WHAT IS BEING ASKED: Set down the whole listing that follows, precisely as written.

WORKING DATA:

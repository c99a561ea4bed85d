//! Nearest-neighbor search for the convenience initialization path.
//!
//! The algorithm proper only consumes (index, distance) lists; where they
//! come from is the caller's business. This module provides the trait
//! seam for plugging in an external search, plus the customary default: a
//! vantage-point tree over Euclidean distance.
//!
//! The VP-tree reuses the arena layout of [`crate::sptree`]: nodes in a
//! flat vector, children as indices. Construction partitions each range
//! around the median distance to a vantage point; queries walk the tree
//! with a shrinking worst-candidate radius and prune whole subtrees when
//! the triangle inequality rules them out.

use std::collections::BinaryHeap;

use ordered_float::OrderedFloat;

/// A source of nearest neighbors, one observation at a time.
///
/// Implementations must return neighbors of observation `i` excluding `i`
/// itself, sorted by ascending distance.
pub trait NeighborSearch {
    fn num_obs(&self) -> usize;
    fn nearest(&self, i: usize, k: usize) -> Vec<(usize, f64)>;
}

const NONE: usize = usize::MAX;

struct VpNode {
    /// Observation acting as the vantage point of this subtree.
    index: usize,
    /// Median distance from the vantage point to the rest of the range.
    threshold: f64,
    inner: usize,
    outer: usize,
}

/// Vantage-point tree over Euclidean distance.
pub struct VpTree {
    nodes: Vec<VpNode>,
    data: Vec<f64>,
    dim: usize,
}

impl VpTree {
    /// Build from `data` holding `data.len() / dim` observations, each
    /// observation contiguous.
    pub fn new(data: &[f64], dim: usize) -> Self {
        assert!(dim > 0, "dimension must be positive");
        assert_eq!(data.len() % dim, 0, "data length is not a multiple of dim");
        let n = data.len() / dim;
        let mut tree = VpTree {
            nodes: Vec::with_capacity(n),
            data: data.to_vec(),
            dim,
        };
        let mut items: Vec<usize> = (0..n).collect();
        if !items.is_empty() {
            tree.build(&mut items);
        }
        tree
    }

    /// Recursively build the subtree over `items`, returning its slot.
    /// The first element of the range serves as the vantage point; the
    /// remainder is partitioned around the median distance to it.
    fn build(&mut self, items: &mut [usize]) -> usize {
        let slot = self.nodes.len();
        let vantage = items[0];
        self.nodes.push(VpNode {
            index: vantage,
            threshold: 0.0,
            inner: NONE,
            outer: NONE,
        });
        if items.len() == 1 {
            return slot;
        }

        let rest = &mut items[1..];
        let mid = rest.len() / 2;
        rest.select_nth_unstable_by_key(mid, |&i| OrderedFloat(self.distance(vantage, i)));
        let threshold = self.distance(vantage, rest[mid]);
        self.nodes[slot].threshold = threshold;

        // The closer half (strictly below the median rank) goes inside;
        // the median and everything beyond goes outside.
        let len = items.len();
        if mid > 0 {
            let inner = self.build(&mut items[1..1 + mid]);
            self.nodes[slot].inner = inner;
        }
        let outer = self.build(&mut items[1 + mid..len]);
        self.nodes[slot].outer = outer;
        slot
    }

    /// The `k` nearest neighbors of observation `i`, excluding `i`,
    /// ascending by distance.
    pub fn nearest_neighbors(&self, i: usize, k: usize) -> Vec<(usize, f64)> {
        let mut heap: BinaryHeap<(OrderedFloat<f64>, usize)> = BinaryHeap::with_capacity(k + 1);
        if !self.nodes.is_empty() && k > 0 {
            self.search(0, i, k, &mut heap);
        }
        let mut out: Vec<(usize, f64)> = heap
            .into_iter()
            .map(|(d, j)| (j, d.into_inner()))
            .collect();
        out.sort_unstable_by_key(|&(j, d)| (OrderedFloat(d), j));
        out
    }

    fn search(
        &self,
        pos: usize,
        query: usize,
        k: usize,
        heap: &mut BinaryHeap<(OrderedFloat<f64>, usize)>,
    ) {
        let node = &self.nodes[pos];
        let d = self.distance(query, node.index);

        if node.index != query {
            if heap.len() < k {
                heap.push((OrderedFloat(d), node.index));
            } else if OrderedFloat(d) < heap.peek().unwrap().0 {
                heap.pop();
                heap.push((OrderedFloat(d), node.index));
            }
        }

        if node.inner == NONE && node.outer == NONE {
            return;
        }

        // Worst distance still worth beating; infinity while the heap is
        // not yet full.
        let tau = |heap: &BinaryHeap<(OrderedFloat<f64>, usize)>| -> f64 {
            if heap.len() < k {
                f64::INFINITY
            } else {
                heap.peek().unwrap().0.into_inner()
            }
        };

        if d < node.threshold {
            if node.inner != NONE {
                self.search(node.inner, query, k, heap);
            }
            if node.outer != NONE && d + tau(heap) >= node.threshold {
                self.search(node.outer, query, k, heap);
            }
        } else {
            if node.outer != NONE {
                self.search(node.outer, query, k, heap);
            }
            if node.inner != NONE && d - tau(heap) <= node.threshold {
                self.search(node.inner, query, k, heap);
            }
        }
    }

    fn distance(&self, a: usize, b: usize) -> f64 {
        let pa = &self.data[a * self.dim..(a + 1) * self.dim];
        let pb = &self.data[b * self.dim..(b + 1) * self.dim];
        pa.iter()
            .zip(pb)
            .map(|(x, y)| (x - y) * (x - y))
            .sum::<f64>()
            .sqrt()
    }
}

impl NeighborSearch for VpTree {
    fn num_obs(&self) -> usize {
        self.nodes.len()
    }

    fn nearest(&self, i: usize, k: usize) -> Vec<(usize, f64)> {
        self.nearest_neighbors(i, k)
    }
}

#[cfg(test)]
mod tests {
    use super::*;
    use rand::Rng;
    use rand::SeedableRng;
    use rand_chacha::ChaCha8Rng;

    fn brute_force(data: &[f64], dim: usize, i: usize, k: usize) -> Vec<(usize, f64)> {
        let n = data.len() / dim;
        let dist = |a: usize, b: usize| -> f64 {
            (0..dim)
                .map(|d| (data[a * dim + d] - data[b * dim + d]).powi(2))
                .sum::<f64>()
                .sqrt()
        };
        let mut all: Vec<(usize, f64)> = (0..n)
            .filter(|&j| j != i)
            .map(|j| (j, dist(i, j)))
            .collect();
        all.sort_unstable_by_key(|&(j, d)| (OrderedFloat(d), j));
        all.truncate(k);
        all
    }

    #[test]
    fn test_matches_brute_force() {
        let mut rng = ChaCha8Rng::seed_from_u64(42);
        let dim = 5;
        let n = 120;
        let data: Vec<f64> = (0..n * dim).map(|_| rng.gen_range(-1.0..1.0)).collect();

        let tree = VpTree::new(&data, dim);
        for i in [0, 7, 59, 119] {
            let found = tree.nearest_neighbors(i, 10);
            let expected = brute_force(&data, dim, i, 10);
            assert_eq!(found.len(), 10);
            for (f, e) in found.iter().zip(&expected) {
                assert!(
                    (f.1 - e.1).abs() < 1e-12,
                    "distance mismatch for query {}: {:?} vs {:?}",
                    i,
                    f,
                    e
                );
            }
        }
    }

    #[test]
    fn test_excludes_self_and_sorts_ascending() {
        let data = vec![0.0, 0.0, 1.0, 0.0, 0.0, 2.0, 3.0, 3.0];
        let tree = VpTree::new(&data, 2);
        let found = tree.nearest_neighbors(0, 3);
        assert_eq!(found.len(), 3);
        assert!(found.iter().all(|&(j, _)| j != 0));
        for w in found.windows(2) {
            assert!(w[0].1 <= w[1].1);
        }
        assert_eq!(found[0].0, 1);
    }

    #[test]
    fn test_k_larger_than_candidates() {
        let data = vec![0.0, 0.0, 1.0, 1.0];
        let tree = VpTree::new(&data, 2);
        let found = tree.nearest_neighbors(0, 5);
        assert_eq!(found.len(), 1);
    }
}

REPLY TO THE EXERCISE:
repository c99a561ea4bed85d
//! Nearest-neighbor search for the convenience initialization path.
//!
//! The algorithm proper only consumes (index, distance) lists; where they
//! come from is the caller's business. This module provides the trait
//! seam for plugging in an external search, plus the customary default: a
//! vantage-point tree over Euclidean distance.
//!
//! The VP-tree reuses the arena layout of [`crate::sptree`]: nodes in a
//! flat vector, children as indices. Construction partitions each range
//! around the median distance to a vantage point; queries walk the tree
//! with a shrinking worst-candidate radius and prune whole subtrees when
//! the triangle inequality rules them out.

use std::collections::BinaryHeap;

use ordered_float::OrderedFloat;

/// A source of nearest neighbors, one observation at a time.
///
/// Implementations must return neighbors of observation `i` excluding `i`
/// itself, sorted by ascending distance.
pub trait NeighborSearch {
    fn num_obs(&self) -> usize;
    fn nearest(&self, i: usize, k: usize) -> Vec<(usize, f64)>;
}

const NONE: usize = usize::MAX;

struct VpNode {
    /// Observation acting as the vantage point of this subtree.
    index: usize,
    /// Median distance from the vantage point to the rest of the range.
    threshold: f64,
    inner: usize,
    outer: usize,
}

/// Vantage-point tree over Euclidean distance.
pub struct VpTree {
    nodes: Vec<VpNode>,
    data: Vec<f64>,
    dim: usize,
}

impl VpTree {
    /// Build from `data` holding `data.len() / dim` observations, each
    /// observation contiguous.
    pub fn new(data: &[f64], dim: usize) -> Self {
        assert!(dim > 0, "dimension must be positive");
        assert_eq!(data.len() % dim, 0, "data length is not a multiple of dim");
        let n = data.len() / dim;
        let mut tree = VpTree {
            nodes: Vec::with_capacity(n),
            data: data.to_vec(),
            dim,
        };
        let mut items: Vec<usize> = (0..n).collect();
        if !items.is_empty() {
            tree.build(&mut items);
        }
        tree
    }

    /// Recursively build the subtree over `items`, returning its slot.
    /// The first element of the range serves as the vantage point; the
    /// remainder is partitioned around the median distance to it.
    fn build(&mut self, items: &mut [usize]) -> usize {
        let slot = self.nodes.len();
        let vantage = items[0];
        self.nodes.push(VpNode {
            index: vantage,
            threshold: 0.0,
            inner: NONE,
            outer: NONE,
        });
        if items.len() == 1 {
            return slot;
        }

        let rest = &mut items[1..];
        let mid = rest.len() / 2;
        rest.select_nth_unstable_by_key(mid, |&i| OrderedFloat(self.distance(vantage, i)));
        let threshold = self.distance(vantage, rest[mid]);
        self.nodes[slot].threshold = threshold;

        // The closer half (strictly below the median rank) goes inside;
        // the median and everything beyond goes outside.
        let len = items.len();
        if mid > 0 {
            let inner = self.build(&mut items[1..1 + mid]);
            self.nodes[slot].inner = inner;
        }
        let outer = self.build(&mut items[1 + mid..len]);
        self.nodes[slot].outer = outer;
        slot
    }

    /// The `k` nearest neighbors of observation `i`, excluding `i`,
    /// ascending by distance.
    pub fn nearest_neighbors(&self, i: usize, k: usize) -> Vec<(usize, f64)> {
        let mut heap: BinaryHeap<(OrderedFloat<f64>, usize)> = BinaryHeap::with_capacity(k + 1);
        if !self.nodes.is_empty() && k > 0 {
            self.search(0, i, k, &mut heap);
        }
        let mut out: Vec<(usize, f64)> = heap
            .into_iter()
            .map(|(d, j)| (j, d.into_inner()))
            .collect();
        out.sort_unstable_by_key(|&(j, d)| (OrderedFloat(d), j));
        out
    }

    fn search(
        &self,
        pos: usize,
        query: usize,
        k: usize,
        heap: &mut BinaryHeap<(OrderedFloat<f64>, usize)>,
    ) {
        let node = &self.nodes[pos];
        let d = self.distance(query, node.index);

        if node.index != query {
            if heap.len() < k {
                heap.push((OrderedFloat(d), node.index));
            } else if OrderedFloat(d) < heap.peek().unwrap().0 {
                heap.pop();
                heap.push((OrderedFloat(d), node.index));
            }
        }

        if node.inner == NONE && node.outer == NONE {
            return;
        }

        // Worst distance still worth beating; infinity while the heap is
        // not yet full.
        let tau = |heap: &BinaryHeap<(OrderedFloat<f64>, usize)>| -> f64 {
            if heap.len() < k {
                f64::INFINITY
            } else {
                heap.peek().unwrap().0.into_inner()
            }
        };

        if d < node.threshold {
            if node.inner != NONE {
                self.search(node.inner, query, k, heap);
            }
            if node.outer != NONE && d + tau(heap) >= node.threshold {
                self.search(node.outer, query, k, heap);
            }
        } else {
            if node.outer != NONE {
                self.search(node.outer, query, k, heap);
            }
            if node.inner != NONE && d - tau(heap) <= node.threshold {
                self.search(node.inner, query, k, heap);
            }
        }
    }

    fn distance(&self, a: usize, b: usize) -> f64 {
        let pa = &self.data[a * self.dim..(a + 1) * self.dim];
        let pb = &self.data[b * self.dim..(b + 1) * self.dim];
        pa.iter()
            .zip(pb)
            .map(|(x, y)| (x - y) * (x - y))
            .sum::<f64>()
            .sqrt()
    }
}

impl NeighborSearch for VpTree {
    fn num_obs(&self) -> usize {
        self.nodes.len()
    }

    fn nearest(&self, i: usize, k: usize) -> Vec<(usize, f64)> {
        self.nearest_neighbors(i, k)
    }
}

#[cfg(test)]
mod tests {
    use super::*;
    use rand::Rng;
    use rand::SeedableRng;
    use rand_chacha::ChaCha8Rng;

    fn brute_force(data: &[f64], dim: usize, i: usize, k: usize) -> Vec<(usize, f64)> {
        let n = data.len() / dim;
        let dist = |a: usize, b: usize| -> f64 {
            (0..dim)
                .map(|d| (data[a * dim + d] - data[b * dim + d]).powi(2))
                .sum::<f64>()
                .sqrt()
        };
        let mut all: Vec<(usize, f64)> = (0..n)
            .filter(|&j| j != i)
            .map(|j| (j, dist(i, j)))
            .collect();
        all.sort_unstable_by_key(|&(j, d)| (OrderedFloat(d), j));
        all.truncate(k);
        all
    }

    #[test]
    fn test_matches_brute_force() {
        let mut rng = ChaCha8Rng::seed_from_u64(42);
        let dim = 5;
        let n = 120;
        let data: Vec<f64> = (0..n * dim).map(|_| rng.gen_range(-1.0..1.0)).collect();

        let tree = VpTree::new(&data, dim);
        for i in [0, 7, 59, 119] {
            let found = tree.nearest_neighbors(i, 10);
            let expected = brute_force(&data, dim, i, 10);
            assert_eq!(found.len(), 10);
            for (f, e) in found.iter().zip(&expected) {
                assert!(
                    (f.1 - e.1).abs() < 1e-12,
                    "distance mismatch for query {}: {:?} vs {:?}",
                    i,
                    f,
                    e
                );
            }
        }
    }

    #[test]
    fn test_excludes_self_and_sorts_ascending() {
        let data = vec![0.0, 0.0, 1.0, 0.0, 0.0, 2.0, 3.0, 3.0];
        let tree = VpTree::new(&data, 2);
        let found = tree.nearest_neighbors(0, 3);
        assert_eq!(found.len(), 3);
        assert!(found.iter().all(|&(j, _)| j != 0));
        for w in found.windows(2) {
            assert!(w[0].1 <= w[1].1);
        }
        assert_eq!(found[0].0, 1);
    }

    #[test]
    fn test_k_larger_than_candidates() {
        let data = vec![0.0, 0.0, 1.0, 1.0];
        let tree = VpTree::new(&data, 2);
        let found = tree.nearest_neighbors(0, 5);
        assert_eq!(found.len(), 1);
    }
}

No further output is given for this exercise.